Using SHAP and LIME to Explain Machine Learning Models Predicting Comorbid Depression and Stroke From Daily Dietary Nutrient Intake in a US Population-Based Study

By:
Hongwei Liu, Minghui Wu, Peng Wei et al.
Date:
2026

This population-based study used data from the US National Health and Nutrition Examination Survey (NHANES 2005–2018) to investigate how daily dietary nutrient intake relates to the co-occurrence of depression and stroke among adults aged 50 years and older. Machine learning models were developed to predict comorbidity using 46 dietary components alongside demographic and clinical factors. Although weighted quantile sum regression did not identify a statistically significant overall nutrient mixture effect, machine learning—particularly a Random Forest model—achieved high predictive accuracy (AUC = 0.945).
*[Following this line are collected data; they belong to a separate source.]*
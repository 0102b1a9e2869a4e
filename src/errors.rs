use std::path::PathBuf;
use thiserror::Error;

/// Structured error types for counter stamping.
///
/// Each variant carries the context of its failure domain (filesystem, image
/// codec, font loading, text placement) so callers can report a precise cause
/// without parsing error strings. Sources are `Send + Sync` because stamping
/// may run on a rayon pool.
#[derive(Error, Debug)]
pub enum StampError {
    #[error("Configuration error: {message}")]
    Configuration { message: String },

    #[error("Filesystem error: {operation} failed for {path:?}")]
    FileSystem {
        path: PathBuf,
        operation: String,
        #[source]
        source: std::io::Error,
    },

    #[error("Image processing error: {operation} failed (file: {path})")]
    ImageProcessing {
        path: String,
        operation: String,
        #[source]
        source: Box<dyn std::error::Error + Send + Sync>,
    },

    #[error("Font error: failed to load {path:?}")]
    Font {
        path: PathBuf,
        #[source]
        source: Box<dyn std::error::Error + Send + Sync>,
    },

    #[error("Text overflow: counter {counter} would be drawn at ({x}, {y}), outside the image")]
    TextOverflow { counter: u32, x: i64, y: i64 },

    #[error("Validation error: {field} {reason}")]
    Validation { field: String, reason: String },

    #[error("{failed} of {total} images could not be generated")]
    PartialFailure { failed: usize, total: usize },
}

pub type Result<T> = std::result::Result<T, StampError>;

impl StampError {
    pub(crate) fn validation(field: &str, reason: impl Into<String>) -> Self {
        Self::Validation {
            field: field.to_string(),
            reason: reason.into(),
        }
    }
}

/// Convert I/O errors to filesystem errors.
///
/// Call sites that know the path and operation construct
/// `StampError::FileSystem` directly; this is the fallback for the rest.
impl From<std::io::Error> for StampError {
    fn from(err: std::io::Error) -> Self {
        Self::FileSystem {
            path: PathBuf::from("unknown"),
            operation: "unknown".to_string(),
            source: err,
        }
    }
}

/// Convert image crate errors to image processing errors.
impl From<image::ImageError> for StampError {
    fn from(err: image::ImageError) -> Self {
        Self::ImageProcessing {
            path: "unknown".to_string(),
            operation: "image processing".to_string(),
            source: Box::new(err),
        }
    }
}

/// Thread pool construction only fails on OS resource exhaustion, which is
/// reported as a configuration problem with the requested job count.
impl From<rayon::ThreadPoolBuildError> for StampError {
    fn from(err: rayon::ThreadPoolBuildError) -> Self {
        Self::Configuration {
            message: format!("スレッドプール作成に失敗しました: {err}"),
        }
    }
}
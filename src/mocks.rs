use image::{DynamicImage, Rgba};
use imageproc::drawing::draw_filled_rect_mut;
use imageproc::rect::Rect;

use crate::renderer::blend_onto;
use crate::traits::TextRenderer;

/// テスト用のテキストレンダラー
///
/// 1文字ごとに固定サイズの塗りつぶし矩形を描くので、フォントファイルなしで
/// 配置と出力を検証できる
#[derive(Debug, Clone)]
pub struct BlockRenderer {
    pub char_width: u32,
    pub char_height: u32,
}

impl BlockRenderer {
    pub const fn new(char_width: u32, char_height: u32) -> Self {
        Self {
            char_width,
            char_height,
        }
    }
}

impl TextRenderer for BlockRenderer {
    fn measure(&self, text: &str) -> (u32, u32) {
        let chars = text.chars().count() as u32;
        if chars == 0 {
            return (0, 0);
        }
        (chars * self.char_width, self.char_height)
    }

    fn draw(&self, image: &mut DynamicImage, x: i32, y: i32, color: Rgba<u8>, text: &str) {
        // 文字間に1pxの隙間を空ける
        let block_width = self.char_width.saturating_sub(1).max(1);
        blend_onto(image, |canvas| {
            for i in 0..text.chars().count() as i32 {
                let rect = Rect::at(x + i * self.char_width as i32, y)
                    .of_size(block_width, self.char_height.max(1));
                draw_filled_rect_mut(canvas, rect, color);
            }
        });
    }
}

/// テスト用のファクトリー関数
pub const fn create_block_renderer() -> BlockRenderer {
    BlockRenderer::new(20, 30)
}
Explainable artificial intelligence techniques, including SHAP and LIME, revealed consistent nutrient-specific signals, identifying vitamin B1, vitamin B12, vitamin C, zinc, caffeine, and alcohol-related intake as influential predictors of comorbidity risk. The findings demonstrate that integrating dietary data with interpretable machine learning can improve transparency in risk prediction and help generate hypotheses for future longitudinal and intervention studies aimed at reducing neurovascular and mental health comorbidities.